*PROBLEM DESCRIPTION*:
Take the entries below and print only the lines from the one with "img.put_pixel(left + i" through the one with "let dx = if", exactly as they stand, both ends included.

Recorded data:
↓↓↓

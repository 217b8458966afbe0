//! Bitmap rendering of a symbol into an RGBA canvas, plus PNG and JPEG encoding.

use std::io::Cursor;

use image::codecs::jpeg::JpegEncoder;
use image::{ImageFormat, Rgb, RgbImage, Rgba, RgbaImage};

use crate::error::Result;
use crate::options::{Color, GenerationOptions, ModuleDrawer};
use crate::qrcode::QrMatrix;

/// JPEG quality used for every JPEG output.
pub const JPEG_QUALITY: u8 = 90;

/// Draws the symbol at `opts.size` pixels per module with `opts.border` quiet-zone modules
/// on every edge.
///
/// The canvas is filled with the background color, then every dark module is stamped with
/// the shape chosen by `drawer` in the foreground color. The rendered side must fit in a
/// `u32`; [`render`](super::render) checks it against `max_image_side` before drawing.
pub(crate) fn draw(qr: &QrMatrix, opts: &GenerationOptions, drawer: ModuleDrawer) -> RgbaImage {
    let scale = opts.size;
    let border = opts.border;
    let side = (qr.size() as u32 + 2 * border) * scale;
    let foreground = Rgba(opts.foreground_color.to_rgba());
    let mut img = RgbaImage::from_pixel(side, side, Rgba(opts.background_color.to_rgba()));

    let stamp = module_stamp(drawer, scale);
    for y in 0..qr.size() {
        for x in 0..qr.size() {
            if !qr.get_module(x, y) {
                continue;
            }
            let left = (x as u32 + border) * scale;
            let top = (y as u32 + border) * scale;
            for (i, &on) in stamp.iter().enumerate() {
                if on {
                    let i = i as u32;
                    img.put_pixel(left + i % scale, top + i / scale, foreground);
                }
            }
        }
    }
    img
}

/// Coverage mask for one module, `scale * scale` entries in row-major order.
fn module_stamp(drawer: ModuleDrawer, scale: u32) -> Vec<bool> {
    let side = f64::from(scale);
    let inside = |px: u32, py: u32| -> bool {
        let cx = f64::from(px) + 0.5;
        let cy = f64::from(py) + 0.5;
        match drawer {
            ModuleDrawer::Square => true,
            ModuleDrawer::Rounded => {
                // Same corner radius as the SVG output: a quarter of the module
                let r = f64::from(scale / 4);
                let dx = if cx < r { r - cx } else if cx > side - r { cx - (side - r) } else { 0.0 };
                let dy = if cy < r { r - cy } else if cy > side - r { cy - (side - r) } else { 0.0 };
                dx * dx + dy * dy <= r * r
            }
            ModuleDrawer::Circle => {
                let r = side / 2.0;
                (cx - r).powi(2) + (cy - r).powi(2) <= r * r
            }
        }
    };
    (0..scale * scale).map(|i| inside(i % scale, i / scale)).collect()
}

/// Encodes as PNG. Fully opaque canvases are written as RGB, anything else keeps alpha.
pub fn encode_png(img: &RgbaImage) -> Result<Vec<u8>> {
    let mut bytes = Vec::new();
    if img.pixels().all(|p| p[3] == 255) {
        let rgb = RgbImage::from_fn(img.width(), img.height(), |x, y| {
            let p = img.get_pixel(x, y);
            Rgb([p[0], p[1], p[2]])
        });
        rgb.write_to(&mut Cursor::new(&mut bytes), ImageFormat::Png)?;
    } else {
        img.write_to(&mut Cursor::new(&mut bytes), ImageFormat::Png)?;
    }
    Ok(bytes)
}

/// Encodes as JPEG at [`JPEG_QUALITY`]. JPEG has no alpha channel, so any transparency is
/// flattened onto white first.
pub fn encode_jpeg(img: &RgbaImage) -> Result<Vec<u8>> {
    let rgb = flatten(img, Color::WHITE);
    let mut bytes = Vec::new();
    JpegEncoder::new_with_quality(&mut bytes, JPEG_QUALITY).encode_image(&rgb)?;
    Ok(bytes)
}

/// Composites the canvas over an opaque backdrop color.
pub fn flatten(img: &RgbaImage, backdrop: Color) -> RgbImage {
    RgbImage::from_fn(img.width(), img.height(), |x, y| {
        let p = img.get_pixel(x, y);
        let c = Color::new(p[0], p[1], p[2], p[3]).flatten_onto(backdrop);
        Rgb([c.r, c.g, c.b])
    })
}

#[cfg(test)]
mod tests {
    use super::*;
    use crate::qrcode::QrCodeEcc;

    fn matrix() -> QrMatrix {
        QrMatrix::encode_text("Hello, world!", QrCodeEcc::Low).unwrap()
    }

    #[test]
    fn test_dimensions_follow_size_and_border() {
        let opts = GenerationOptions { size: 3, border: 2, ..GenerationOptions::default() };
        let img = draw(&matrix(), &opts, ModuleDrawer::Square);
        assert_eq!(img.dimensions(), ((21 + 4) * 3, (21 + 4) * 3));
    }

    #[test]
    fn test_colors_applied() {
        let opts = GenerationOptions {
            size: 4,
            border: 1,
            foreground_color: Color::rgb(10, 20, 30),
            background_color: Color::rgb(200, 210, 220),
            ..GenerationOptions::default()
        };
        let img = draw(&matrix(), &opts, ModuleDrawer::Square);
        // Quiet zone
        assert_eq!(img.get_pixel(0, 0), &Rgba([200, 210, 220, 255]));
        // Top-left finder corner module
        assert_eq!(img.get_pixel(4, 4), &Rgba([10, 20, 30, 255]));
    }

    #[test]
    fn test_styled_stamps() {
        let square = module_stamp(ModuleDrawer::Square, 8);
        let rounded = module_stamp(ModuleDrawer::Rounded, 8);
        let circle = module_stamp(ModuleDrawer::Circle, 8);
        assert!(square.iter().all(|&on| on));
        // Corners are cut away, centres stay filled
        assert!(!rounded[0] && rounded[3 * 8 + 3]);
        assert!(!circle[0] && circle[4 * 8 + 4]);
        assert!(circle.iter().filter(|&&on| on).count() < rounded.iter().filter(|&&on| on).count());
    }

    #[test]
    fn test_styled_modules_keep_colors() {
        let opts = GenerationOptions {
            size: 8,
            foreground_color: Color::rgb(0, 0, 128),
            background_color: Color::rgb(255, 255, 0),
            ..GenerationOptions::default()
        };
        let img = draw(&matrix(), &opts, ModuleDrawer::Circle);
        assert_eq!(img.get_pixel(5, 5), &Rgba([255, 255, 0, 255]));
        let centre = (opts.border * 8 + 4, opts.border * 8 + 4);
        assert_eq!(img.get_pixel(centre.0, centre.1), &Rgba([0, 0, 128, 255]));
    }

    #[test]
    fn test_png_and_jpeg_signatures() {
        let img = draw(&matrix(), &GenerationOptions::default(), ModuleDrawer::Square);
        let png = encode_png(&img).unwrap();
        assert_eq!(&png[..8], b"\x89PNG\r\n\x1a\n");
        let jpeg = encode_jpeg(&img).unwrap();
        assert_eq!(&jpeg[..2], &[0xFF, 0xD8]);
    }

    #[test]
    fn test_jpeg_flattens_transparency_onto_white() {
        let img = RgbaImage::from_pixel(2, 2, Rgba([0, 0, 0, 0]));
        let flat = flatten(&img, Color::WHITE);
        assert_eq!(flat.get_pixel(1, 1), &Rgb([255, 255, 255]));
    }
}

↑↑↑

*SOLUTION*:
                    img.put_pixel(left + i % scale, top + i / scale, foreground);
                }
            }
        }
    }
    img
}

/// Coverage mask for one module, `scale * scale` entries in row-major order.
fn module_stamp(drawer: ModuleDrawer, scale: u32) -> Vec<bool> {
    let side = f64::from(scale);
    let inside = |px: u32, py: u32| -> bool {
        let cx = f64::from(px) + 0.5;
        let cy = f64::from(py) + 0.5;
        match drawer {
            ModuleDrawer::Square => true,
            ModuleDrawer::Rounded => {
                // Same corner radius as the SVG output: a quarter of the module
                let r = f64::from(scale / 4);
                let dx = if cx < r { r - cx } else if cx > side - r { cx - (side - r) } else { 0.0 };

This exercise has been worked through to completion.